Development of Neovasculature in Axially Vascularized Calcium Phosphate Cement Scaffolds

Abstract

Augmenting the vascular supply to generate new tissues, a crucial aspect in regenerative medicine, has been challenging. Recently, our group showed that calcium phosphate can induce the formation of a functional neo-angiosome without the need for microsurgical arterial anastomosis. This was a preclinical proof of concept for biomaterial-induced luminal sprouting of large-diameter vessels. In this study, we investigated if sprouting was a general response to surgical injury or placement of an inorganic construct around the vessel. Cylindrical biocement scaffolds of differing chemistries were placed around the femoral vein. A contrast agent was used to visualize vessel ingrowth into the scaffolds. Cell populations in the scaffold were mapped using immunohistochemistry. Calcium phosphate scaffolds induced 2.7-3 times greater volume of blood vessels than calcium sulphate or magnesium phosphate scaffolds. Macrophage and vSMC populations were identified that changed spatially and temporally within the scaffold during implantation. NLRP3 inflammasome activation peaked at weeks 2 and 4 and then declined; however, IL-1β expression was sustained over the course of the experiment. IL-8, a promoter of angiogenesis, was also detected, and together, these responses suggest a role of sterile inflammation. Unexpectedly, the effect was distinct from an injury response as a result of surgical placement and also was not simply a foreign body reaction as a result of placing a rigid bioceramic next to a vein, since, while the materials tested had similar microstructures, only the calcium phosphates tested elicited an angiogenic response. This finding then reveals a potential path towards a new strategy for creating better pro-regenerative biomaterials.

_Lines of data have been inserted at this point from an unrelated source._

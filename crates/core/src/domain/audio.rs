//! Core audio value types: errors, sample formats, and the capability
//! format set.
//!
//! Everything here is platform-agnostic. Backend implementations (CPAL,
//! virtual) live in the `infra` crate and translate their native types into
//! these.

use serde::{Deserialize, Serialize};
use thiserror::Error;

/// Errors that can occur in the audio subsystem
#[derive(Debug, Error)]
pub enum AudioError {
    /// An underlying platform call failed unexpectedly. Fatal to the
    /// operation attempted; already-owned resources are unwound by their
    /// owners, never leaked.
    #[error("OS error: {0}")]
    OsError(String),

    /// Allocation failure. Propagated, never retried.
    #[error("Out of memory")]
    OutOfMemory,

    /// The requested format/rate/buffer-size combination was rejected.
    /// Recoverable: re-run the preference resolver against the device's
    /// reported capability set and try again.
    #[error("Unsupported configuration: {0}")]
    UnsupportedConfig(String),

    /// The device (or the requested direction of it) does not exist or is
    /// not usable for streaming.
    #[error("Device not found: {0}")]
    DeviceNotFound(String),
}

pub type Result<T> = std::result::Result<T, AudioError>;

/// Supported audio sample formats.
///
/// Each variant has a fixed wire size in bytes; 24-bit formats are packed
/// (3 bytes per sample).
#[derive(Debug, Clone, Copy, PartialEq, Eq, Hash, Serialize, Deserialize)]
pub enum SampleFormat {
    F32,
    F64,
    U8,
    U16,
    U24,
    U32,
    U64,
    I8,
    I16,
    I24,
    I32,
    I64,
}

impl SampleFormat {
    /// Size of one sample of this format in bytes.
    pub const fn byte_size(self) -> usize {
        match self {
            SampleFormat::U8 | SampleFormat::I8 => 1,
            SampleFormat::U16 | SampleFormat::I16 => 2,
            SampleFormat::U24 | SampleFormat::I24 => 3,
            SampleFormat::F32 | SampleFormat::U32 | SampleFormat::I32 => 4,
            SampleFormat::F64 | SampleFormat::U64 | SampleFormat::I64 => 8,
        }
    }

    /// Whether this format is floating point.
    pub const fn is_float(self) -> bool {
        matches!(self, SampleFormat::F32 | SampleFormat::F64)
    }

    const fn bit(self) -> u16 {
        match self {
            SampleFormat::F32 => 1 << 0,
            SampleFormat::F64 => 1 << 1,
            SampleFormat::U8 => 1 << 2,
            SampleFormat::U16 => 1 << 3,
            SampleFormat::U24 => 1 << 4,
            SampleFormat::U32 => 1 << 5,
            SampleFormat::U64 => 1 << 6,
            SampleFormat::I8 => 1 << 7,
            SampleFormat::I16 => 1 << 8,
            SampleFormat::I24 => 1 << 9,
            SampleFormat::I32 => 1 << 10,
            SampleFormat::I64 => 1 << 11,
        }
    }
}

/// Fallback priority used by [`Formats::any`]: f32 first, then the widest
/// practically useful signed formats, then unsigned. Fixed so negotiation is
/// deterministic across runs and platforms.
const ANY_PRIORITY: [SampleFormat; 12] = [
    SampleFormat::F32,
    SampleFormat::F64,
    SampleFormat::I16,
    SampleFormat::I24,
    SampleFormat::I32,
    SampleFormat::I64,
    SampleFormat::I8,
    SampleFormat::U16,
    SampleFormat::U24,
    SampleFormat::U32,
    SampleFormat::U64,
    SampleFormat::U8,
];

/// Set of sample formats a device direction supports.
///
/// Bit-set semantics: presence/absence per variant, no duplicates, no
/// insertion order. Iteration and [`Formats::any`] follow a fixed priority
/// order instead.
#[derive(Debug, Clone, Copy, PartialEq, Eq, Default)]
pub struct Formats(u16);

impl Formats {
    pub const EMPTY: Formats = Formats(0);

    pub fn insert(&mut self, format: SampleFormat) {
        self.0 |= format.bit();
    }

    pub fn supports(self, format: SampleFormat) -> bool {
        self.0 & format.bit() != 0
    }

    pub fn is_empty(self) -> bool {
        self.0 == 0
    }

    pub fn len(self) -> usize {
        self.0.count_ones() as usize
    }

    /// Some supported format, in the fixed priority order (f32 first).
    ///
    /// Returns `None` only for the empty set, which is a caller error: a
    /// usable device direction always records at least one format.
    pub fn any(self) -> Option<SampleFormat> {
        self.iter().next()
    }

    /// Iterate supported formats in priority order.
    pub fn iter(self) -> impl Iterator<Item = SampleFormat> {
        ANY_PRIORITY.into_iter().filter(move |f| self.supports(*f))
    }
}

impl FromIterator<SampleFormat> for Formats {
    fn from_iter<I: IntoIterator<Item = SampleFormat>>(iter: I) -> Self {
        let mut formats = Formats::EMPTY;
        for f in iter {
            formats.insert(f);
        }
        formats
    }
}

/// Channel storage layout of a stream buffer.
#[derive(Debug, Clone, Copy, PartialEq, Eq, Serialize, Deserialize)]
pub enum ChannelLayout {
    /// One contiguous buffer, channels adjacent within each frame.
    Interleaved,
    /// One sequence per channel, channel-major.
    NonInterleaved,
}

mod sealed {
    pub trait Sealed {}
    impl Sealed for f32 {}
    impl Sealed for f64 {}
    impl Sealed for u8 {}
    impl Sealed for u16 {}
    impl Sealed for u32 {}
    impl Sealed for u64 {}
    impl Sealed for i8 {}
    impl Sealed for i16 {}
    impl Sealed for i32 {}
    impl Sealed for i64 {}
}

/// Primitive sample types usable with the typed stream API.
///
/// The 24-bit formats exist in the capability model (devices advertise
/// them) but have no native Rust primitive; backends only advertise formats
/// that can actually be bound, which keeps resolver output always openable.
pub trait Sample: sealed::Sealed + Copy + Send + 'static {
    /// The capability-model tag for this sample type.
    const FORMAT: SampleFormat;
    /// The silence value for this sample type (mid-point for unsigned).
    const EQUILIBRIUM: Self;
}

macro_rules! impl_sample {
    ($($ty:ty => $format:expr, $eq:expr;)*) => {
        $(impl Sample for $ty {
            const FORMAT: SampleFormat = $format;
            const EQUILIBRIUM: Self = $eq;
        })*
    };
}

impl_sample! {
    f32 => SampleFormat::F32, 0.0;
    f64 => SampleFormat::F64, 0.0;
    i8 => SampleFormat::I8, 0;
    i16 => SampleFormat::I16, 0;
    i32 => SampleFormat::I32, 0;
    i64 => SampleFormat::I64, 0;
    u8 => SampleFormat::U8, 1 << 7;
    u16 => SampleFormat::U16, 1 << 15;
    u32 => SampleFormat::U32, 1 << 31;
    u64 => SampleFormat::U64, 1 << 63;
}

Keywords: NLRP3; angiogenesis; axial vascularization; bioceramic; bioinorganic; calcium phosphate; inflammation.

Figure 1

(A) Schematic diagram of scaffold geometry and (B) positioning of the vein axially within implant. (C) Photographs of the surgical procedure showing stages in scaffold assembly.

Figure 2

Micro-CT images of perfused blood vessels in decalcified scaffolds showing development of vasculature inside monetite scaffolds.

Figure 3

Decalcified immunohistochemistry (IHC) staining of alpha-smooth muscle cell expression at low and high magnification, outside and within the scaffold. Scale bars on low and high magnification represent 1 mm and 400 µm, respectively.

Figure 4

(A) Decalcified immunohistochemistry (IHC) staining of Calponin-1 expression at low and high magnification, outside and within the scaffold. Scale bars on low and high magnification represent 1 mm and 400 µm, respectively. (B) Quantification of Calponin-1 staining after different implantation times. Bars represent means ± std. dev. (n = 3).

Figure 5

Decalcified immunohistochemistry (IHC) staining of F4/80-expressing cells at low and high magnification, outside and within the scaffold. The black material inside the vessels at 4 weeks is Microfil contrast agent. Scale bars on low and high magnification represent 1 mm and 400 µm, respectively.

Figure 6

(A) Decalcified immunohistochemistry (IHC) staining of NLRP3 inflammasome, and (B) Il-1 beta expression at low and high magnification, outside and within the scaffold. Scale bars on low and high magnification represent 1 mm and 100 µm, respectively. (C) Quantitative analysis of NLRP3 and IL-1β staining after different implantation times. Bars represent means ± std. dev (n = 3).

Figure 7

(A) X-ray diffraction patterns of the set cements after setting. (B) Scanning electron micrographs of fracture surfaces of (i) MgPO₄, (ii) CaSO₄, (iii) monetite, (iv) brushite. Calcium sulphate and brushite had similar microstructures whose cementitious matrix was made up of at least one population of platy crystals up to ~5 µm in dimension, whereas monetite and magnesium phosphate were more crystalline with rhomboid crystals >10 µm in dimension. (C) Mercury porosimetry showed the modal pore sizes lay in the range ¼ to 5 µm.

Figure 8

Results of weight loss of the four experimental materials used as scaffold in the present study: MgP, CaSO₄, monetite, and brushite. The bars represent the standard deviation values for each measure (n = 5).

Figure 9

(A) Two-dimensional cross sections and 3D reconstructed images of vascular networks developed within and around scaffolds after 4 weeks of implantation, as shown by micro-CT. (B) Mean and standard deviation values of blood vessel density within scaffolds after 4 weeks of implantation (n = 4). There were neither statistically significant differences between brushite and monetite, nor between calcium sulphate and magnesium phosphate; however, these two groups were significantly different (* p < 0.05).